How the city and Park Board will come up with their $15 million and when detailed plans for the site will be made public is unclear. City spokesman Casper Hill said the city, Park Board and developers will come up with a plan for the first phase of the project and take "community input" for an indeterminate period before the plan goes to the City Council and Park Board for approval and discussion of how to come up with the necessary remaining funding.

Since the barges stopped coming in 2015, the Upper Harbor Terminal has been a post-industrial relic. It sits at the end of Dowling Avenue, just east of Interstate 94 where a pocked driveway curves among mountains of gravel and soil on its way to domes full of fertilizer, unused grain elevators and belt conveyors, a decommissioned railroad spur, stacks of green and yellow shipping containers and a massive warehouse that's home to a mushroom farm.

But the city, Park Board and the developers — United Properties, Thor Construction and First Avenue Productions — see the 48-acre site as a potentially transformational project, a future home to affordable housing, offices, stores, restaurants, an amphitheater, parks and trails.

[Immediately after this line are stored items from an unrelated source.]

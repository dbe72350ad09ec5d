//! Folder lifecycle: sagas, per-folder locks, and video path rewriting.

pub mod lifecycle;
pub mod locks;
pub mod rewriter;
pub mod saga;

pub use lifecycle::{FolderLifecycleManager, RenamedFolder};
pub use locks::{FolderLockGuard, FolderLocks};
pub use rewriter::VideoPathRewriter;
pub use saga::Saga;
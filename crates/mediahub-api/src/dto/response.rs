//! Response DTOs.

use chrono::{DateTime, Utc};
use serde::{Deserialize, Serialize};

use mediahub_core::types::{FolderId, ServerId};
use mediahub_entity::folder::Folder;
use mediahub_service::RenamedFolder;

/// Standard success response wrapper.
#[derive(Debug, Clone, Serialize, Deserialize)]
pub struct ApiResponse<T: Serialize> {
    /// Whether the request was successful.
    pub success: bool,
    /// Response data.
    pub data: T,
}

impl<T: Serialize> ApiResponse<T> {
    /// Creates a successful response.
    pub fn ok(data: T) -> Self {
        Self {
            success: true,
            data,
        }
    }
}

/// A folder as shown to its owner.
#[derive(Debug, Clone, Serialize, Deserialize)]
pub struct FolderResponse {
    /// Folder id (nil for the unsaved default folder).
    pub id: FolderId,
    /// Folder name.
    pub name: String,
    /// Hosting media server.
    pub server_id: ServerId,
    /// Whether this is the unsaved default folder.
    pub is_default: bool,
    /// Creation time.
    pub created_at: DateTime<Utc>,
}

impl From<Folder> for FolderResponse {
    fn from(folder: Folder) -> Self {
        Self {
            is_default: folder.is_placeholder(),
            id: folder.id,
            name: folder.name,
            server_id: folder.server_id,
            created_at: folder.created_at,
        }
    }
}

/// Result of a rename.
#[derive(Debug, Clone, Serialize, Deserialize)]
pub struct RenameFolderResponse {
    /// Renamed folder.
    pub id: FolderId,
    /// Previous name.
    pub old_name: String,
    /// Current name.
    pub new_name: String,
}

impl From<RenamedFolder> for RenameFolderResponse {
    fn from(r: RenamedFolder) -> Self {
        Self {
            id: r.folder_id,
            old_name: r.old_name,
            new_name: r.new_name,
        }
    }
}

/// Result of a delete.
#[derive(Debug, Clone, Serialize, Deserialize)]
pub struct DeleteFolderResponse {
    /// Deleted folder.
    pub id: FolderId,
}

/// Health check response.
#[derive(Debug, Clone, Serialize, Deserialize)]
pub struct HealthResponse {
    /// `"ok"` or `"degraded"`.
    pub status: String,
    /// Server version.
    pub version: String,
    /// Seconds since start.
    pub uptime_seconds: u64,
    /// Catalog reachability.
    pub database: String,
    /// Remote command transport.
    pub transport: String,
}
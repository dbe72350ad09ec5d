//! Health endpoint.

use axum::http::StatusCode;

use crate::helpers::TestApp;

#[tokio::test]
async fn test_health_needs_no_token() {
    let app = TestApp::new();

    let response = app.request("GET", "/api/health", None, None).await;

    assert_eq!(response.status, StatusCode::OK);
    assert_eq!(response.body["data"]["status"], "ok");
    assert_eq!(response.body["data"]["database"], "connected");
    assert_eq!(response.body["data"]["transport"], "local");
}
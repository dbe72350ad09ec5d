//! JWT token validation.

use jsonwebtoken::{Algorithm, DecodingKey, Validation, decode};

use mediahub_core::config::AuthConfig;
use mediahub_core::error::AppError;

use super::claims::OwnerClaims;

/// Validates HS256 bearer tokens.
#[derive(Clone)]
pub struct TokenDecoder {
    /// HMAC secret key for verification.
    decoding_key: DecodingKey,
    /// Validation configuration.
    validation: Validation,
}

impl std::fmt::Debug for TokenDecoder {
    fn fmt(&self, f: &mut std::fmt::Formatter<'_>) -> std::fmt::Result {
        f.debug_struct("TokenDecoder")
            .field("validation", &self.validation)
            .finish()
    }
}

impl TokenDecoder {
    /// Creates a new decoder from auth configuration.
    pub fn new(config: &AuthConfig) -> Self {
        let mut validation = Validation::new(Algorithm::HS256);
        validation.validate_exp = true;
        validation.leeway = config.leeway_seconds;
        validation.set_required_spec_claims(&["exp", "sub"]);

        Self {
            decoding_key: DecodingKey::from_secret(config.jwt_secret.as_bytes()),
            validation,
        }
    }

    /// Decodes and validates a bearer token string.
    pub fn decode(&self, token: &str) -> Result<OwnerClaims, AppError> {
        let token_data = decode::<OwnerClaims>(token, &self.decoding_key, &self.validation)
            .map_err(|e| match e.kind() {
                jsonwebtoken::errors::ErrorKind::ExpiredSignature => {
                    AppError::authentication("Token has expired")
                }
                jsonwebtoken::errors::ErrorKind::InvalidToken => {
                    AppError::authentication("Invalid token format")
                }
                jsonwebtoken::errors::ErrorKind::InvalidSignature => {
                    AppError::authentication("Invalid token signature")
                }
                _ => AppError::authentication(format!("Token validation failed: {e}")),
            })?;

        Ok(token_data.claims)
    }
}
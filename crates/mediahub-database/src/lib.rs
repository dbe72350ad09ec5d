//! # mediahub-database
//!
//! The folder catalog. [`FolderCatalog`] is the only writer of folder and
//! video records; every operation is scoped by owner id. Two
//! implementations are provided: [`PgFolderCatalog`] over PostgreSQL and
//! [`MemoryFolderCatalog`] for tests and local development.

pub mod catalog;
pub mod pool;
pub mod repositories;

pub use catalog::{CatalogOp, FolderCatalog, MemoryFolderCatalog, PgFolderCatalog, PrefixRewrite};
pub use pool::CatalogPool;
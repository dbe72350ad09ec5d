//! MediaHub server: folder lifecycle API for streaming media servers.
//!
//! Main entry point that loads configuration, sets up logging and starts
//! the HTTP server.

use tracing_subscriber::{EnvFilter, fmt};

use mediahub_core::config::AppConfig;

#[tokio::main]
async fn main() {
    let env = std::env::var("MEDIAHUB_ENV").unwrap_or_else(|_| "development".to_string());

    let config = match AppConfig::load(&env) {
        Ok(c) => c,
        Err(e) => {
            eprintln!("Failed to load configuration: {}", e);
            std::process::exit(1);
        }
    };

    init_logging(&config);
    tracing::info!(env = %env, "Configuration loaded");

    if let Err(e) = mediahub_api::run_server(config).await {
        tracing::error!(error = %e.detailed(), "Server error");
        std::process::exit(1);
    }
}

/// Initialize tracing/logging
fn init_logging(config: &AppConfig) {
    let filter =
        EnvFilter::try_from_default_env().unwrap_or_else(|_| EnvFilter::new(&config.logging.level));

    match config.logging.format.as_str() {
        "json" => {
            fmt()
                .json()
                .with_env_filter(filter)
                .with_target(true)
                .with_thread_ids(true)
                .init();
        }
        _ => {
            fmt()
                .pretty()
                .with_env_filter(filter)
                .with_target(true)
                .init();
        }
    }
}
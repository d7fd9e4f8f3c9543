//! Connection tunables for a [`Client`](crate::Client).
//!
//! Every field has a default, both when `Options` is built with
//! [`Options::builder`] and fields are left unset, and when no options are
//! passed to [`Client::new`](crate::Client::new) at all.

use std::time::Duration;

use bon::Builder;

/// Production endpoint of the service.
pub const DEFAULT_BASE_URL: &str = "https://api.conekta.io/";

pub const DEFAULT_API_VERSION: &str = "v2.0.0";

pub const DEFAULT_TIMEOUT_SECS: u64 = 30;

pub const DEFAULT_KEEP_ALIVE_SECS: u64 = 600;

pub const DEFAULT_MAX_CONNECTIONS: usize = 100;

/// Client configuration.
///
/// ```
/// use conekta::Options;
///
/// let options = Options::builder().timeout(10).user_agent("shop/1.2").build();
/// assert_eq!(options.timeout, 10);
/// assert_eq!(options.api_version, "v2.0.0");
/// ```
#[derive(Debug, Clone, PartialEq, Eq, Builder)]
pub struct Options {
    /// Time to wait for a request to complete, in seconds. Also bounds
    /// connection establishment. `0` means no deadline.
    #[builder(default = DEFAULT_TIMEOUT_SECS)]
    pub timeout: u64,

    /// How long an idle pooled connection is kept open, in seconds.
    ///
    /// The HTTP stack exposes no TCP keep-alive probe interval, so this
    /// setting bounds the idle age of pooled connections instead of pacing
    /// probes. `0` keeps the transport's own idle age.
    #[builder(default = DEFAULT_KEEP_ALIVE_SECS)]
    pub keep_alive: u64,

    /// Maximum idle connections kept open with the service. `0` keeps the
    /// transport's own pool limits.
    #[builder(default = DEFAULT_MAX_CONNECTIONS)]
    pub max_connections: usize,

    /// API version requested through the `Accept` header.
    #[builder(into, default = DEFAULT_API_VERSION.to_string())]
    pub api_version: String,

    /// `User-Agent` reported to the service. Empty means the header is not sent.
    #[builder(into, default)]
    pub user_agent: String,

    /// Root URL every resource path is appended to.
    #[builder(into, default = DEFAULT_BASE_URL.to_string())]
    pub base_url: String,
}

impl Options {
    /// Request deadline, `None` when disabled.
    pub fn timeout(&self) -> Option<Duration> {
        non_zero_secs(self.timeout)
    }

    /// Idle age of pooled connections, `None` for the transport default.
    pub fn keep_alive(&self) -> Option<Duration> {
        non_zero_secs(self.keep_alive)
    }

    /// Idle pool size, `None` for the transport default.
    pub fn connection_limit(&self) -> Option<usize> {
        (self.max_connections > 0).then_some(self.max_connections)
    }
}

fn non_zero_secs(secs: u64) -> Option<Duration> {
    (secs > 0).then(|| Duration::from_secs(secs))
}

impl Default for Options {
    fn default() -> Self {
        Options::builder().build()
    }
}
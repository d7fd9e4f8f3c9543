//! Domain objects exchanged with the service.
//!
//! # Design
//! Fields the service assigns (ids, timestamps, statuses) or that are
//! optional on input are `Option`s and left out of request bodies when
//! unset. Booleans are always sent. Collections of sub-resources accept both
//! a bare JSON array and the service's paged `{"object":"list","data":[..]}`
//! wrapper, since responses use the latter while requests use the former.

use std::collections::HashMap;

use serde::{Deserialize, Deserializer, Serialize};
use serde_with::skip_serializing_none;

/// Free-form key/value annotations attached to a resource.
pub type Metadata = HashMap<String, String>;

#[skip_serializing_none]
#[derive(Debug, Clone, Default, PartialEq, Eq, Serialize, Deserialize)]
pub struct Address {
    /// Street and number.
    pub street1: Option<String>,
    /// Internal number, suite, residential complex or county.
    pub street2: Option<String>,
    pub city: Option<String>,
    pub state: Option<String>,
    /// Two-letter ISO 3166-1 country code.
    pub country: Option<String>,
    pub postal_code: Option<String>,
    #[serde(default)]
    pub residential: bool,
}

/// Who receives a shipment and where.
#[skip_serializing_none]
#[derive(Debug, Clone, Default, PartialEq, Eq, Serialize, Deserialize)]
pub struct ShippingContact {
    pub id: Option<String>,
    pub phone: Option<String>,
    pub receiver: Option<String>,
    pub between_streets: Option<String>,
    pub address: Option<Address>,
}

/// A product sold in an order.
#[skip_serializing_none]
#[derive(Debug, Clone, Default, PartialEq, Eq, Serialize, Deserialize)]
pub struct LineItem {
    pub id: Option<String>,
    pub name: Option<String>,
    /// Short description, under 250 characters.
    pub description: Option<String>,
    /// Price in cents.
    pub unit_price: Option<u32>,
    pub quantity: Option<u32>,
    pub sku: Option<String>,
    #[serde(default, skip_serializing_if = "Vec::is_empty")]
    pub tags: Vec<String>,
    pub brand: Option<String>,
    pub metadata: Option<Metadata>,
}

/// Shipment details of an order: method, cost, carrier and tracking.
#[skip_serializing_none]
#[derive(Debug, Clone, Default, PartialEq, Eq, Serialize, Deserialize)]
pub struct ShippingLine {
    pub id: Option<String>,
    /// Cost in cents.
    pub amount: Option<u32>,
    pub tracking_number: Option<String>,
    pub carrier: Option<String>,
    pub method: Option<String>,
    pub metadata: Option<Metadata>,
}

#[skip_serializing_none]
#[derive(Debug, Clone, Default, PartialEq, Eq, Serialize, Deserialize)]
pub struct TaxLine {
    pub id: Option<String>,
    /// Tax code.
    pub description: Option<String>,
    pub amount: Option<u32>,
    pub metadata: Option<Metadata>,
}

#[skip_serializing_none]
#[derive(Debug, Clone, Default, PartialEq, Eq, Serialize, Deserialize)]
pub struct DiscountLine {
    pub id: Option<String>,
    pub code: Option<String>,
    /// One of `loyalty`, `campaign`, `coupon` or `sign`.
    #[serde(rename = "type")]
    pub kind: Option<String>,
    /// Discount in cents.
    pub amount: Option<u32>,
}

/// Customer data attached to an order. Either `customer_id` or the
/// contact fields must be given.
#[skip_serializing_none]
#[derive(Debug, Clone, Default, PartialEq, Eq, Serialize, Deserialize)]
pub struct CustomerInfo {
    pub customer_id: Option<String>,
    pub name: Option<String>,
    pub phone: Option<String>,
    pub email: Option<String>,
    #[serde(default)]
    pub corporate: bool,
}

/// Card data as reported on a charge.
#[skip_serializing_none]
#[derive(Debug, Clone, Default, PartialEq, Eq, Serialize, Deserialize)]
pub struct Card {
    pub object: Option<String>,
    #[serde(rename = "type")]
    pub kind: Option<String>,
    pub number: Option<String>,
    pub exp_month: Option<String>,
    pub exp_year: Option<String>,
    pub brand: Option<String>,
    pub name: Option<String>,
}

/// Payment made towards an order.
#[skip_serializing_none]
#[derive(Debug, Clone, Default, PartialEq, Eq, Serialize, Deserialize)]
pub struct Charge {
    pub id: Option<String>,
    pub object: Option<String>,
    pub status: Option<String>,
    pub order_id: Option<String>,
    pub payment_method: Option<Card>,
    pub created_at: Option<u64>,
    /// ISO 4217 currency code.
    pub currency: Option<String>,
    pub amount: Option<u32>,
    pub fee: Option<u32>,
    /// Interest-free monthly installments: 3, 6, 9 or 12.
    pub monthly_installments: Option<u32>,
    #[serde(default)]
    pub livemode: bool,
}

/// Amount and reason of an order refund.
#[skip_serializing_none]
#[derive(Debug, Clone, Default, PartialEq, Eq, Serialize, Deserialize)]
pub struct Refund {
    pub id: Option<String>,
    /// `requested_by_client`, `cannot_be_fulfilled`, `duplicated_transaction`,
    /// `suspected_fraud` or `other`.
    pub reason: Option<String>,
    /// Partial refund amount in cents; the whole order when unset.
    pub amount: Option<u32>,
}

/// A purchase with its products, shipment, taxes, discounts and charges.
#[skip_serializing_none]
#[derive(Debug, Clone, Default, PartialEq, Eq, Serialize, Deserialize)]
pub struct Order {
    pub id: Option<String>,
    pub object: Option<String>,
    pub created_at: Option<u64>,
    pub updated_at: Option<u64>,
    pub currency: Option<String>,
    #[serde(default, deserialize_with = "list_or_page", skip_serializing_if = "Vec::is_empty")]
    pub line_items: Vec<LineItem>,
    #[serde(default, deserialize_with = "list_or_page", skip_serializing_if = "Vec::is_empty")]
    pub shipping_lines: Vec<ShippingLine>,
    #[serde(default, deserialize_with = "list_or_page", skip_serializing_if = "Vec::is_empty")]
    pub tax_lines: Vec<TaxLine>,
    #[serde(default, deserialize_with = "list_or_page", skip_serializing_if = "Vec::is_empty")]
    pub discount_lines: Vec<DiscountLine>,
    #[serde(default)]
    pub livemode: bool,
    pub metadata: Option<Metadata>,
    /// Required when the order has shipping lines; the customer's default
    /// contact is used otherwise.
    pub shipping_contact: Option<ShippingContact>,
    /// Computed by the service from the lines.
    pub amount: Option<u32>,
    pub amount_refunded: Option<u32>,
    /// `payment_pending`, `declined`, `expired`, `paid`, `refunded`,
    /// `partially_refunded`, `charged_back`, `pre_authorized` or `voided`.
    pub payment_status: Option<String>,
    pub customer_info: Option<CustomerInfo>,
    #[serde(default, deserialize_with = "list_or_page", skip_serializing_if = "Vec::is_empty")]
    pub charges: Vec<Charge>,
    #[serde(default)]
    pub pre_authorize: bool,
}

/// A stored payment method of a customer.
#[skip_serializing_none]
#[derive(Debug, Clone, Default, PartialEq, Eq, Serialize, Deserialize)]
pub struct PaymentSource {
    pub id: Option<String>,
    pub object: Option<String>,
    /// Currently always `card`.
    #[serde(rename = "type")]
    pub kind: Option<String>,
    pub created_at: Option<u64>,
    pub last4: Option<String>,
    pub name: Option<String>,
    pub exp_month: Option<String>,
    pub exp_year: Option<String>,
    pub brand: Option<String>,
    /// Customer owning the source.
    pub parent_id: Option<String>,
}

/// Changes to an existing payment source, addressed by `id`.
#[skip_serializing_none]
#[derive(Debug, Clone, Default, PartialEq, Eq, Serialize, Deserialize)]
pub struct PaymentSourceUpdate {
    pub id: Option<String>,
    pub name: Option<String>,
    pub exp_month: Option<String>,
    pub exp_year: Option<String>,
    pub address: Option<Address>,
}

/// Recurring billing of a customer against a plan.
#[skip_serializing_none]
#[derive(Debug, Clone, Default, PartialEq, Eq, Serialize, Deserialize)]
pub struct Subscription {
    pub id: Option<String>,
    pub object: Option<String>,
    pub created_at: Option<u64>,
    pub canceled_at: Option<u64>,
    pub paused_at: Option<u64>,
    pub billing_cycle_start: Option<u64>,
    pub billing_cycle_end: Option<u64>,
    pub trial_start: Option<u64>,
    pub trial_end: Option<u64>,
    pub plan_id: Option<String>,
    pub customer_id: Option<String>,
    pub card_id: Option<String>,
    /// `in_trial`, `active`, `past_due`, `paused` or `canceled`.
    pub status: Option<String>,
}

#[skip_serializing_none]
#[derive(Debug, Clone, Default, PartialEq, Eq, Serialize, Deserialize)]
pub struct Customer {
    pub id: Option<String>,
    pub name: Option<String>,
    /// International format.
    pub phone: Option<String>,
    pub email: Option<String>,
    pub plan_id: Option<String>,
    #[serde(default)]
    pub corporate: bool,
    #[serde(default, deserialize_with = "list_or_page", skip_serializing_if = "Vec::is_empty")]
    pub payment_sources: Vec<PaymentSource>,
    #[serde(default, deserialize_with = "list_or_page", skip_serializing_if = "Vec::is_empty")]
    pub shipping_contacts: Vec<ShippingContact>,
    #[serde(default, deserialize_with = "list_or_page", skip_serializing_if = "Vec::is_empty")]
    pub subscriptions: Vec<Subscription>,
}

/// Template for subscriptions: amount and billing frequency.
#[skip_serializing_none]
#[derive(Debug, Clone, Default, PartialEq, Eq, Serialize, Deserialize)]
pub struct Plan {
    pub id: Option<String>,
    pub object: Option<String>,
    pub created_at: Option<u64>,
    #[serde(default)]
    pub livemode: bool,
    pub name: Option<String>,
    /// Amount charged per cycle, in cents.
    pub amount: Option<u32>,
    pub currency: Option<String>,
    /// Billing unit. Charging every two months is `interval = "month"`
    /// with `frequency = 2`.
    pub interval: Option<String>,
    pub frequency: Option<u32>,
    pub trial_period_days: Option<u32>,
    /// Charges made before the subscription expires.
    pub expiry_count: Option<u32>,
}

/// Changes to an existing plan. The id itself cannot change.
#[skip_serializing_none]
#[derive(Debug, Clone, Default, PartialEq, Eq, Serialize, Deserialize)]
pub struct PlanUpdate {
    pub id: Option<String>,
    pub name: Option<String>,
    pub amount: Option<u32>,
}

#[derive(Deserialize)]
#[serde(untagged)]
enum ListOrPage<T> {
    List(Vec<T>),
    Page { data: Vec<T> },
}

fn list_or_page<'de, D, T>(deserializer: D) -> Result<Vec<T>, D::Error>
where
    D: Deserializer<'de>,
    T: Deserialize<'de>,
{
    let items = Option::<ListOrPage<T>>::deserialize(deserializer)?;
    Ok(match items {
        Some(ListOrPage::List(items)) | Some(ListOrPage::Page { data: items }) => items,
        None => Vec::new(),
    })
}
//! Scripted in-memory transport for unit tests.

use std::collections::VecDeque;
use std::io::{self, Read};
use std::sync::atomic::{AtomicUsize, Ordering};
use std::sync::{Arc, Mutex};

use crate::http::{HttpRequest, HttpResponse};
use crate::transport::{Transport, TransportError};

enum Scripted {
    Response { status: u16, body: Vec<u8>, fail_midway: bool },
    Failure(String),
}

/// Replays queued outcomes in order and records every request it sees.
///
/// Bodies handed out are tracked so tests can assert nothing was left unread.
#[derive(Default)]
pub(crate) struct MockTransport {
    script: Mutex<VecDeque<Scripted>>,
    requests: Mutex<Vec<HttpRequest>>,
    unread: Arc<AtomicUsize>,
    opened: AtomicUsize,
}

impl MockTransport {
    pub(crate) fn new() -> Self {
        Self::default()
    }

    pub(crate) fn respond(&self, status: u16, body: &str) {
        self.push(Scripted::Response {
            status,
            body: body.as_bytes().to_vec(),
            fail_midway: false,
        });
    }

    /// Queue a response whose body errors halfway through the first read pass.
    pub(crate) fn respond_truncated(&self, status: u16, body: &str) {
        self.push(Scripted::Response {
            status,
            body: body.as_bytes().to_vec(),
            fail_midway: true,
        });
    }

    pub(crate) fn fail(&self, reason: &str) {
        self.push(Scripted::Failure(reason.to_string()));
    }

    pub(crate) fn requests(&self) -> Vec<HttpRequest> {
        self.requests.lock().unwrap().clone()
    }

    /// The single recorded request, decoded as JSON.
    pub(crate) fn last_body(&self) -> Option<serde_json::Value> {
        let requests = self.requests.lock().unwrap();
        let body = requests.last()?.body.as_deref()?;
        Some(serde_json::from_slice(body).unwrap())
    }

    pub(crate) fn unread_bytes(&self) -> usize {
        self.unread.load(Ordering::SeqCst)
    }

    pub(crate) fn opened_bodies(&self) -> usize {
        self.opened.load(Ordering::SeqCst)
    }

    fn push(&self, outcome: Scripted) {
        self.script.lock().unwrap().push_back(outcome);
    }
}

impl Transport for MockTransport {
    fn send(&self, request: &HttpRequest) -> Result<HttpResponse, TransportError> {
        self.requests.lock().unwrap().push(request.clone());
        let next = self.script.lock().unwrap().pop_front();
        match next {
            Some(Scripted::Response { status, body, fail_midway }) => {
                self.opened.fetch_add(1, Ordering::SeqCst);
                self.unread.fetch_add(body.len(), Ordering::SeqCst);
                let fail_at = fail_midway.then_some(body.len() / 2);
                Ok(HttpResponse::new(
                    status,
                    TrackedBody {
                        data: body,
                        pos: 0,
                        fail_at,
                        unread: Arc::clone(&self.unread),
                    },
                ))
            }
            Some(Scripted::Failure(reason)) => Err(io::Error::new(io::ErrorKind::ConnectionRefused, reason).into()),
            None => Err("no scripted response left".into()),
        }
    }
}

struct TrackedBody {
    data: Vec<u8>,
    pos: usize,
    fail_at: Option<usize>,
    unread: Arc<AtomicUsize>,
}

impl Read for TrackedBody {
    fn read(&mut self, buf: &mut [u8]) -> io::Result<usize> {
        if self.fail_at == Some(self.pos) {
            self.fail_at = None;
            return Err(io::Error::new(io::ErrorKind::ConnectionReset, "connection reset mid-body"));
        }
        let end = match self.fail_at {
            Some(limit) if limit > self.pos => limit,
            _ => self.data.len(),
        };
        let n = buf.len().min(end - self.pos);
        buf[..n].copy_from_slice(&self.data[self.pos..self.pos + n]);
        self.pos += n;
        self.unread.fetch_sub(n, Ordering::SeqCst);
        Ok(n)
    }
}
use tokio::net::TcpListener;
use tracing_subscriber::EnvFilter;

#[tokio::main]
async fn main() -> Result<(), std::io::Error> {
    tracing_subscriber::fmt()
        .with_env_filter(EnvFilter::try_from_default_env().unwrap_or_else(|_| EnvFilter::new("info")))
        .init();

    let port = std::env::var("PORT").unwrap_or_else(|_| "3000".to_string());
    let addr = format!("127.0.0.1:{port}");
    let listener = TcpListener::bind(&addr).await?;
    tracing::info!(%addr, "mock Conekta API listening");
    mock_server::run(listener).await
}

"This was an industrial space, so it was not put together for this kind of use," said Phillipe Cunningham, the council member for the Fourth Ward. "This $15 million is the first step in that investment."

A traffic study is underway. A power line over the site must be moved or buried. The grain elevators and fertilizer domes may qualify for historic status and preservation.

The Dowling Avenue bridge over Interstate 94 is unsafe for bicyclists and unwelcoming to pedestrians, Cunningham said, and that will have to change so the site can connect to the neighborhoods of north Minneapolis.

Park Board President Brad Bourn called the state funding a "critical turning point" for the project. "We are glad to partner with the City on this and we look forward to bringing a world-class regional park to the Mississippi River in North Minneapolis," he said in a statement.